Whether the risk and protective factors associated with the disorder or syndrome are similar across cultures
An important source of variation in the prevalence of disorders across cultures may be related to differences across cultures in the risk and protective factors associated with the pathogenesis of the disease (Rutter & Nikapota, 2002). There is evidence of little or no variation across cultures when several correlates of general psychopathology are compared between Puerto Rico and other international studies (Bird et al., 1988; Bird, 1996) or between two communities in India and other international studies (Hackett, Hackett, Bhakta, & Gowers, 1999), or when examining age and gender related to externalizing and internalizing syndromes (Crijnen, Achenbach, & Verhulst, 1997) or disorders (Nottelmann & Jensen, 1995). Across cultures the behavior disruptive disorders and ADHD are more common in boys than in girls and ADHD tends to decline in adolescence whereas depressive disorders increase (Nottelmann & Jensen, 1995). Similar correlates across cultures have also been consistently reported for major depressive disorder (MDD) and ADHD. A recent international meta-analysis of population-based studies in which MDD was ascertained found that in all cultures and studies MDD was higher for adolescents than children and for adolescent girls than adolescent boys and no evidence was found for an increase in MDD over recent decades (Costello, Erkanli, & Angold, 2006). In his cross-cultural review of ADHD, Bird (2002) described an epidemiologic study of over three thousand Chinese school-boys from Hong Kong (Leung et al., 1996) in which Chinese boys displayed the same neuro-physiological abnormalities, motor and language delays, and other correlates of the disorder described in Western cultures. More recently, Buitelaar et al. (2006) compared a group of North American children with ADHD receiving treatment with a similar group of children from Africa, Austria, and Israel and found that in all sites the majority of patients had a family history of ADHD.
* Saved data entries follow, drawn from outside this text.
//! Application state and main event loop
//!
//! This module contains the central application state and the main event loop
//! that ties together the timer store, the countdown engine, the display
//! surface, and the terminal UI.

// Submodules
mod input_mode;
mod state;
mod view;

// Re-exports from submodules
pub use input_mode::InputMode;
pub use state::{AppState, TimerField};
pub use view::View;

use std::path::Path;
use std::sync::Arc;
use std::time::{Duration, Instant};

use anyhow::Result;
use crossterm::event::{self, Event, KeyEvent, MouseEvent, MouseEventKind};
use tokio::sync::mpsc::UnboundedReceiver;

use crate::branding::AssetStore;
use crate::config::{self, Config};
use crate::logging::{LogBuffer, LogFileInfo};
use crate::presentation::compose;
use crate::surface::backend::ProcessBackend;
use crate::surface::{DisplaySurfaceManager, SurfaceSettings, SurfaceStyle};
use crate::timer::engine::{CountdownEngine, TickEvent};
use crate::timer::store::{ListenerId, TimerStore};
use crate::timer::{BrandingSlot, TimerPatch, ValidationError};
use crate::tui::views::{render_control_panel, render_log_viewer};
use crate::tui::Tui;

/// Main application struct
pub struct App {
    /// Application state
    pub(crate) state: AppState,
    /// Timer state owner; every timer mutation goes through here
    pub(crate) store: TimerStore,
    /// Countdown driver
    engine: CountdownEngine,
    /// Tick events sent by the engine's sleep task
    tick_rx: UnboundedReceiver<TickEvent>,
    /// Display window lifecycle
    surface: DisplaySurfaceManager,
    /// Style document injected into each opened display window
    style: SurfaceStyle,
    /// Staged branding files
    assets: AssetStore,
    /// Store subscription that mirrors every change to the display
    projection_listener: ListenerId,
    /// Terminal UI
    tui: Tui,
    /// Log buffer for real-time log viewing
    pub(crate) log_buffer: Arc<LogBuffer>,
    /// Information about the current log file
    log_file_info: LogFileInfo,
}

impl App {
    /// Create a new application instance
    pub fn new(config: Config, log_buffer: Arc<LogBuffer>, log_file_info: LogFileInfo) -> Result<Self> {
        let mut store = TimerStore::new();
        let (engine, tick_rx) = CountdownEngine::new();

        let backend = ProcessBackend::new(config.display_terminal.clone());
        let surface = DisplaySurfaceManager::new(
            Box::new(backend),
            SurfaceSettings {
                title: config.display_title.clone(),
                cols: config.display_cols,
                rows: config.display_rows,
                socket_dir: config::run_dir(),
            },
        );

        // Mirror every store change to the display window. The projector is
        // a no-op while no window is open, so the subscription can outlive
        // any individual window.
        let projector = surface.projector();
        let projection_listener = store.subscribe(move |timer| {
            projector.project(&compose(timer));
        });

        let tui = Tui::new()?;

        Ok(Self {
            state: AppState::default(),
            store,
            engine,
            tick_rx,
            surface,
            style: SurfaceStyle::default(),
            assets: AssetStore::new(),
            projection_listener,
            tui,
            log_buffer,
            log_file_info,
        })
    }

    /// Run the main application loop
    pub async fn run(&mut self) -> Result<()> {
        // Enter TUI mode
        self.tui.enter()?;

        tracing::info!("Podium started. Press Space to start the countdown, 'q' to quit.");

        // Main event loop
        let result = self.event_loop().await;

        // Stop the countdown and close the display window before the
        // terminal is restored, so nothing outlives the app.
        self.engine.shutdown();
        self.store.unsubscribe(self.projection_listener);
        self.surface.shutdown();

        // Exit TUI mode (also done in Drop, but explicit is clearer)
        self.tui.exit()?;

        result
    }

    /// Main event loop
    async fn event_loop(&mut self) -> Result<()> {
        let tick_rate = Duration::from_millis(16); // ~60fps for smooth rendering

        // Always render on first frame
        self.state.needs_render = true;

        loop {
            // Only render when something has changed
            if self.state.needs_render {
                self.render()?;
                self.state.needs_render = false;
            }

            // Poll for events with timeout
            if event::poll(tick_rate)? {
                match event::read()? {
                    Event::Key(key) => {
                        crate::input::dispatcher::handle_key_event(self, key)?;
                        self.state.needs_render = true;
                    }
                    Event::Resize(_, _) => {
                        // Debounce resize events; rendering happens right
                        // away, the settle log entry waits for the burst to
                        // end so a window drag does not flood the buffer.
                        self.state.last_resize = Some(Instant::now());
                        self.state.pending_resize = true;
                        self.state.needs_render = true;
                    }
                    Event::Mouse(mouse) => {
                        if self.handle_mouse_event(mouse) {
                            self.state.needs_render = true;
                        }
                    }
                    _ => {}
                }
            }

            // Apply countdown ticks queued by the engine
            if self.process_tick_events() {
                self.state.needs_render = true;
            }

            // Reconcile the engine with the store after whatever this
            // iteration changed
            self.engine.sync(self.store.state());

            // Notice a display window the user closed from its own side
            if self.surface.reap() {
                self.state.header_notifications.push("Display window closed");
                self.state.needs_render = true;
            }

            // Process debounced resize: wait 50ms after the last resize event
            if self.state.pending_resize {
                if let Some(last_resize) = self.state.last_resize {
                    if last_resize.elapsed() >= Duration::from_millis(50) {
                        self.state.pending_resize = false;
                        let size = self.tui.size()?;
                        tracing::debug!("Terminal resized to {}x{}", size.width, size.height);
                    }
                }
            }

            // Log entries arrive outside the input path; keep the viewer live
            if self.state.view == View::LogViewer {
                self.state.needs_render = true;
            }

            // Tick header notifications (remove expired)
            self.state.header_notifications.tick();

            // Check if we should quit
            if self.state.should_quit {
                break;
            }
        }

        Ok(())
    }

    /// Drain and apply tick events from the engine's channel
    ///
    /// Returns true if any tick was applied.
    fn process_tick_events(&mut self) -> bool {
        let was_running = self.store.state().is_running;
        let mut applied = false;
        while let Ok(event) = self.tick_rx.try_recv() {
            if self.engine.handle_tick(&mut self.store, event) {
                applied = true;
            }
        }
        if applied && was_running && !self.store.state().is_running {
            // The countdown reached zero during this drain
            self.state.header_notifications.push("Countdown complete");
        }
        applied
    }

    /// Handle a mouse event
    ///
    /// Returns true if the event caused a state change requiring re-render.
    fn handle_mouse_event(&mut self, mouse: MouseEvent) -> bool {
        // Scroll wheel only matters in the log viewer
        if self.state.view != View::LogViewer {
            return false;
        }
        let entry_count = self.log_buffer.len();
        match mouse.kind {
            MouseEventKind::ScrollUp => {
                self.state.log_viewer_auto_scroll = false;
                self.state.log_viewer_scroll = self.state.log_viewer_scroll.saturating_sub(3);
                true
            }
            MouseEventKind::ScrollDown => {
                self.state.log_viewer_auto_scroll = false;
                self.state.log_viewer_scroll = (self.state.log_viewer_scroll + 3)
                    .min(entry_count.saturating_sub(1));
                true
            }
            _ => false,
        }
    }

    // ========================================================================
    // Timer Commands
    // ========================================================================

    /// Start the countdown if paused, pause it if running
    ///
    /// Starting with no time set leaves the timer paused and puts a warning
    /// next to the duration fields.
    pub(crate) fn toggle_timer(&mut self) {
        if self.store.state().is_running {
            self.store.pause();
        } else {
            match self.store.start() {
                Ok(()) => self.state.validation_message = None,
                Err(ValidationError::EmptyDuration) => {
                    self.state.validation_message =
                        Some("Time must be set before starting the timer!".to_string());
                }
            }
        }
        self.engine.sync(self.store.state());
    }

    /// Stop the countdown and clear the remaining time
    pub(crate) fn reset_timer(&mut self) {
        self.store.reset();
        self.engine.sync(self.store.state());
        self.state.validation_message = None;
    }

    /// Commit the edit buffer into the focused duration field
    pub(crate) fn commit_time_edit(&mut self) {
        let (field, value) = self.state.take_edit();
        let patch = match field {
            TimerField::Hours => TimerPatch::hours(value),
            TimerField::Minutes => TimerPatch::minutes(value),
            TimerField::Seconds => TimerPatch::seconds(value),
        };
        self.store.set_time(patch);
        // Editing the duration addresses whatever the warning complained about
        self.state.validation_message = None;
    }

    // ========================================================================
    // Display Commands
    // ========================================================================

    /// Open the display window
    ///
    /// Failure is non-fatal: the control panel keeps working and the user
    /// can try again.
    pub(crate) fn open_display(&mut self) {
        match self.surface.open(&self.style) {
            Ok(_) => {
                // The style is in; seed the window with the current frame
                // instead of leaving it blank until the next store change.
                self.surface.project(&compose(self.store.state()));
            }
            Err(e) => {
                tracing::warn!("Display open failed: {}", e);
                self.state.header_notifications.push("Display window unavailable");
            }
        }
    }

    /// Close the display window if one is open
    pub(crate) fn close_display(&mut self) {
        if let Some(handle) = self.surface.handle() {
            self.surface.close(handle);
        }
    }

    // ========================================================================
    // Branding Commands
    // ========================================================================

    /// Stage the file at `raw_path` and bind it to a branding slot
    pub(crate) fn set_logo(&mut self, slot: BrandingSlot, raw_path: &str) {
        let expanded = shellexpand::tilde(raw_path).to_string();
        match self.assets.stage(Path::new(&expanded)) {
            Ok(asset) => {
                let name = asset.name.clone();
                if let Some(displaced) = self.store.set_branding(slot, Some(asset)) {
                    self.assets.revoke(&displaced);
                }
                self.state
                    .header_notifications
                    .push(format!("{} set to {}", slot.display_name(), name));
            }
            Err(e) => {
                tracing::warn!("Could not stage logo {}: {}", expanded, e);
                self.state
                    .header_notifications
                    .push(format!("Could not load logo: {e}"));
            }
        }
    }

    /// Clear a branding slot and revoke its staged file
    pub(crate) fn remove_logo(&mut self, slot: BrandingSlot) {
        if let Some(removed) = self.store.set_branding(slot, None) {
            self.assets.revoke(&removed);
            self.state
                .header_notifications
                .push(format!("{} removed", slot.display_name()));
        }
    }

    // ========================================================================
    // Quit Commands
    // ========================================================================

    /// Ask for quit confirmation
    pub(crate) fn request_quit(&mut self) {
        self.state.input_mode = InputMode::ConfirmingQuit;
    }

    /// Quit confirmed: leave the event loop
    pub(crate) fn confirm_quit(&mut self) {
        self.state.input_mode = InputMode::Normal;
        self.state.should_quit = true;
    }

    // ========================================================================
    // Input Handlers (called by input::dispatcher)
    // ========================================================================

    /// Handle key in normal mode
    pub(crate) fn handle_normal_mode_key(&mut self, key: KeyEvent) -> Result<()> {
        use crate::input::normal;
        match self.state.view {
            View::Control => normal::handle_control_key(self, key),
            View::LogViewer => normal::handle_log_viewer_key(self, key),
        }
    }

    /// Render the current state
    fn render(&mut self) -> Result<()> {
        let state = &self.state;
        let timer = self.store.state();
        let display_open = self.surface.is_open();
        let style = &self.style;
        let log_buffer = &self.log_buffer;
        let log_file_info = &self.log_file_info;

        self.tui.draw(|frame| {
            let area = frame.size();

            match state.view {
                View::Control => {
                    // The control panel renders its own dialog overlays
                    render_control_panel(frame, area, state, timer, display_open, style);
                }
                View::LogViewer => {
                    render_log_viewer(
                        frame,
                        area,
                        log_buffer,
                        log_file_info,
                        state.log_viewer_scroll,
                        state.log_viewer_auto_scroll,
                        timer,
                        &state.header_notifications,
                    );
                }
            }
        })?;

        Ok(())
    }
}
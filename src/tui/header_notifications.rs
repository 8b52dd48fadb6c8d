//! Header notification management
//!
//! Provides a queue-based notification system for displaying transient messages
//! in the header area, e.g. "Display window closed" or "Countdown complete".
//! Validation warnings are not routed through here; the control view renders
//! those inline next to the fields they concern.

use std::collections::VecDeque;
use std::time::{Duration, Instant};

/// Default duration for header notifications (5 seconds)
const DEFAULT_NOTIFICATION_DURATION: Duration = Duration::from_secs(5);

/// A notification to be displayed in the header
#[derive(Debug, Clone)]
pub struct HeaderNotification {
    /// The message to display
    pub message: String,
    /// When the notification was created
    pub created_at: Instant,
    /// How long the notification should be shown
    pub duration: Duration,
}

impl HeaderNotification {
    /// Create a new header notification with default duration (5 seconds)
    pub fn new(message: impl Into<String>) -> Self {
        Self {
            message: message.into(),
            created_at: Instant::now(),
            duration: DEFAULT_NOTIFICATION_DURATION,
        }
    }

    /// Create a new header notification with custom duration
    pub fn with_duration(message: impl Into<String>, duration: Duration) -> Self {
        Self {
            message: message.into(),
            created_at: Instant::now(),
            duration,
        }
    }

    /// Check if this notification has expired
    pub fn is_expired(&self) -> bool {
        self.created_at.elapsed() >= self.duration
    }
}

/// Manages a FIFO queue of header notifications
///
/// Shows one notification at a time, removing expired ones automatically.
#[derive(Debug)]
pub struct HeaderNotificationManager {
    /// Queue of notifications (oldest first)
    queue: VecDeque<HeaderNotification>,
    /// Maximum queue size to prevent unbounded growth
    max_queue_size: usize,
}

impl Default for HeaderNotificationManager {
    fn default() -> Self {
        Self::new()
    }
}

impl HeaderNotificationManager {
    /// Create a new notification manager
    pub fn new() -> Self {
        Self {
            queue: VecDeque::new(),
            max_queue_size: 10,
        }
    }

    /// Push a new notification onto the queue
    pub fn push(&mut self, message: impl Into<String>) {
        let notification = HeaderNotification::new(message);
        self.queue.push_back(notification);

        // Trim excess notifications (oldest first)
        while self.queue.len() > self.max_queue_size {
            self.queue.pop_front();
        }
    }

    /// Push a notification with custom duration
    pub fn push_with_duration(&mut self, message: impl Into<String>, duration: Duration) {
        let notification = HeaderNotification::with_duration(message, duration);
        self.queue.push_back(notification);

        while self.queue.len() > self.max_queue_size {
            self.queue.pop_front();
        }
    }

    /// Tick - remove expired notifications from the front of the queue
    pub fn tick(&mut self) {
        while let Some(front) = self.queue.front() {
            if front.is_expired() {
                self.queue.pop_front();
            } else {
                break;
            }
        }
    }

    /// Get the current notification to display (oldest non-expired)
    pub fn current(&self) -> Option<&HeaderNotification> {
        self.queue.front().filter(|n| !n.is_expired())
    }

    /// Get the current notification message, if any
    pub fn current_message(&self) -> Option<&str> {
        self.current().map(|n| n.message.as_str())
    }

    /// Clear all notifications
    pub fn clear(&mut self) {
        self.queue.clear();
    }

    /// Check if there are any active notifications
    pub fn is_empty(&self) -> bool {
        self.current().is_none()
    }

    /// Get the number of queued notifications
    pub fn len(&self) -> usize {
        self.queue.len()
    }
}

#[cfg(test)]
mod tests {
    use super::*;
    use std::thread::sleep;

    #[test]
    fn test_notification_creation() {
        let notif = HeaderNotification::new("Display window closed");
        assert_eq!(notif.message, "Display window closed");
        assert!(!notif.is_expired());
    }

    #[test]
    fn test_notification_expiry() {
        let notif = HeaderNotification::with_duration("Countdown complete", Duration::from_millis(10));
        assert!(!notif.is_expired());
        sleep(Duration::from_millis(20));
        assert!(notif.is_expired());
    }

    #[test]
    fn test_default_keeps_pushed_messages() {
        let mut manager = HeaderNotificationManager::default();
        manager.push("kept");
        assert_eq!(manager.current_message(), Some("kept"));
    }

    #[test]
    fn test_manager_push_and_current() {
        let mut manager = HeaderNotificationManager::new();
        assert!(manager.is_empty());

        manager.push("Organization logo set");
        assert!(!manager.is_empty());
        assert_eq!(manager.current_message(), Some("Organization logo set"));

        manager.push("Event logo set");
        // Should still show first (FIFO)
        assert_eq!(manager.current_message(), Some("Organization logo set"));
    }

    #[test]
    fn test_manager_tick() {
        let mut manager = HeaderNotificationManager::new();
        manager.push_with_duration("Short", Duration::from_millis(10));
        manager.push("Long");

        assert_eq!(manager.current_message(), Some("Short"));

        sleep(Duration::from_millis(20));
        manager.tick();

        // Should now show the second message
        assert_eq!(manager.current_message(), Some("Long"));
    }

    #[test]
    fn test_manager_clear() {
        let mut manager = HeaderNotificationManager::new();
        manager.push("Test 1");
        manager.push("Test 2");
        assert_eq!(manager.len(), 2);

        manager.clear();
        assert!(manager.is_empty());
        assert_eq!(manager.len(), 0);
    }

    #[test]
    fn test_manager_max_queue_size() {
        let mut manager = HeaderNotificationManager::new();
        for i in 0..15 {
            manager.push(format!("Message {}", i));
        }
        // Should be capped at max_queue_size (10)
        assert_eq!(manager.len(), 10);
        // Should have dropped oldest messages
        assert_eq!(manager.current_message(), Some("Message 5"));
    }
}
Other studies have found differences in the magnitude of the correlates of conduct disorder (CD) and oppositional disruptive disorder (ODD) across cultures. For example, using the same methods across four communities the Methods for Epidemiologic Child and Adolescent Study (MECA) found that rates of CD and ODD, as well as the rates of antisocial behaviors (ASB), were lower among Puerto Rican children living in San Juan, Puerto Rico (4.1% and 3.0% respectively, as compared to Latino children (mostly of Puerto Rican descent) living in West Chester, New York (5.8% and 9.6% respectively) as well as lower than non-Latino whites and African Americans living in three other mainland communities (Bird et al., 2001). The lower prevalence rates of these disorders in Puerto Rico were not explained by differences in demographic sample composition such as socio-economic status or study methodology. Comparative analyses of the risk and protective factors associated with the disorder showed that the lower prevalence of ASB and CD in the Puerto Rico site was associated with lower rates of risk and greater prevalence of protective factors such as better family relations in this site as compared to the other sites (Bird et al., 2006). Thus, although the content of the risk and protective factors was the same across sites, the magnitude or prevalence of these factors differed across sites and seemed to be related to the difference in prevalence of these externalizing conditions. Significant differences in the magnitude of the correlates of most specific disorders have also been reported when comparisons are made across three ethnic groups (Mexican American, African American, European American) of adolescents from Texas (Roberts & Roberts, 2007). Yet in this study no difference in the prevalence rates of most disorders was observed once the rates were adjusted for socio-economic and other demographic differences.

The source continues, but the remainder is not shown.